→ EXERCISE INSTRUCTIONS:
Copy out all lines from the entries below in which "after" occurs.

→ AVAILABLE RECORDS:
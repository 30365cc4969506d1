//! Ranking poller - leaderboard refreshed from the backend on a fixed interval
//!
//! Fetches immediately, then on every interval boundary. Each successful
//! fetch replaces the published board wholesale; a failed fetch keeps the
//! previous entries and records the error. Fetches never overlap: boundaries
//! that pass while a fetch is in flight are skipped and the schedule resyncs
//! to the next one.

use chrono::{DateTime, Utc};
use serde::Serialize;
use std::future::Future;
use std::time::Duration;
use tokio::sync::{oneshot, watch};
use tokio::task::JoinHandle;
use tokio::time::Instant;

use crate::client::ApiError;
use crate::model::{Metric, RankingEntry};
use crate::quality::{BandTable, Color};

/// Anything that can produce a freshly computed ranking list
pub trait RankingSource: Send + Sync + 'static {
    fn fetch_ranking(
        &self,
        metric: Metric,
    ) -> impl Future<Output = Result<Vec<RankingEntry>, ApiError>> + Send;
}

/// What the leaderboard displays
#[derive(Debug, Clone, PartialEq, Serialize)]
pub struct RankingBoard {
    pub metric: Metric,
    pub entries: Vec<RankingEntry>,
    pub updated_at: Option<DateTime<Utc>>,
    /// Set when the latest fetch failed; entries are then the last good list
    pub last_error: Option<String>,
}

impl RankingBoard {
    pub fn empty(metric: Metric) -> Self {
        Self {
            metric,
            entries: Vec::new(),
            updated_at: None,
            last_error: None,
        }
    }

    pub fn is_stale(&self) -> bool {
        self.last_error.is_some()
    }

    /// First `n` entries (the board chart shows 10)
    pub fn top(&self, n: usize) -> &[RankingEntry] {
        &self.entries[..n.min(self.entries.len())]
    }

    /// Entries paired with their band color
    pub fn colored<'a>(&'a self, table: &'a BandTable) -> Vec<(&'a RankingEntry, Color)> {
        self.entries.iter().map(|e| (e, table.color_for(e.value))).collect()
    }

    fn replace(&mut self, mut entries: Vec<RankingEntry>, reverse: bool) {
        if reverse {
            entries.reverse();
        }
        self.entries = entries;
        self.updated_at = Some(Utc::now());
        self.last_error = None;
    }
}

#[derive(Debug, Clone)]
pub struct PollerOptions {
    pub metric: Metric,
    pub interval: Duration,
    /// Display the delivered list back to front
    pub reverse: bool,
}

impl Default for PollerOptions {
    fn default() -> Self {
        Self {
            metric: Metric::Air,
            interval: Duration::from_secs(30),
            reverse: true,
        }
    }
}

pub struct RankingPoller;

impl RankingPoller {
    /// Start polling on a background task. Must be called inside a tokio runtime.
    pub fn spawn<S: RankingSource>(source: S, options: PollerOptions) -> PollerHandle {
        let (board_tx, board_rx) = watch::channel(RankingBoard::empty(options.metric));
        let (stop_tx, mut stop_rx) = oneshot::channel::<()>();
        let period = options.interval.max(Duration::from_millis(1));

        tracing::info!(
            metric = options.metric.as_str(),
            interval_ms = period.as_millis() as u64,
            "Ranking poller started"
        );

        let task = tokio::spawn(async move {
            let start = Instant::now();
            let mut next = start;

            loop {
                tokio::select! {
                    biased;
                    _ = &mut stop_rx => break,
                    () = tokio::time::sleep_until(next) => {}
                }

                // A result that arrives after stop is dropped with the future
                let result = tokio::select! {
                    biased;
                    _ = &mut stop_rx => break,
                    r = source.fetch_ranking(options.metric) => r,
                };

                match result {
                    Ok(entries) => {
                        tracing::debug!("Ranking fetched: {} entries", entries.len());
                        board_tx.send_modify(|b| b.replace(entries, options.reverse));
                    }
                    Err(e) => {
                        tracing::warn!(error = %e, "Ranking fetch failed, keeping previous list");
                        board_tx.send_modify(|b| b.last_error = Some(e.to_string()));
                    }
                }

                next = next_boundary(start, period, Instant::now()).max(next + period);
            }

            tracing::info!(metric = options.metric.as_str(), "Ranking poller stopped");
        });

        PollerHandle {
            stop: Some(stop_tx),
            task: Some(task),
            board: board_rx,
        }
    }
}

/// First `start + k * period` at or after `now`
fn next_boundary(start: Instant, period: Duration, now: Instant) -> Instant {
    let elapsed = now.saturating_duration_since(start).as_nanos();
    let period_ns = period.as_nanos();
    let k = elapsed.div_ceil(period_ns);
    start + Duration::from_nanos((k * period_ns).min(u64::MAX as u128) as u64)
}

/// Stop handle and subscription point for a running poller.
///
/// Dropping the handle aborts the poller.
pub struct PollerHandle {
    stop: Option<oneshot::Sender<()>>,
    task: Option<JoinHandle<()>>,
    board: watch::Receiver<RankingBoard>,
}

impl PollerHandle {
    pub fn board(&self) -> RankingBoard {
        self.board.borrow().clone()
    }

    pub fn subscribe(&self) -> watch::Receiver<RankingBoard> {
        self.board.clone()
    }

    /// Stop polling and wait for the task to finish.
    ///
    /// Once this returns no further board updates happen. Any fetch in
    /// flight is cancelled and its result discarded.
    pub async fn stop(mut self) {
        if let Some(tx) = self.stop.take() {
            // Err means the task already ended
            let _ = tx.send(());
        }
        if let Some(task) = self.task.take() {
            if let Err(e) = task.await {
                if !e.is_cancelled() {
                    tracing::error!(error = %e, "Ranking poller task panicked");
                }
            }
        }
    }
}

impl Drop for PollerHandle {
    fn drop(&mut self) {
        if let Some(task) = &self.task {
            task.abort();
        }
    }
}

→ ANSWER TO THE PROBLEM:
                // A result that arrives after stop is dropped with the future
/// First `start + k * period` at or after `now`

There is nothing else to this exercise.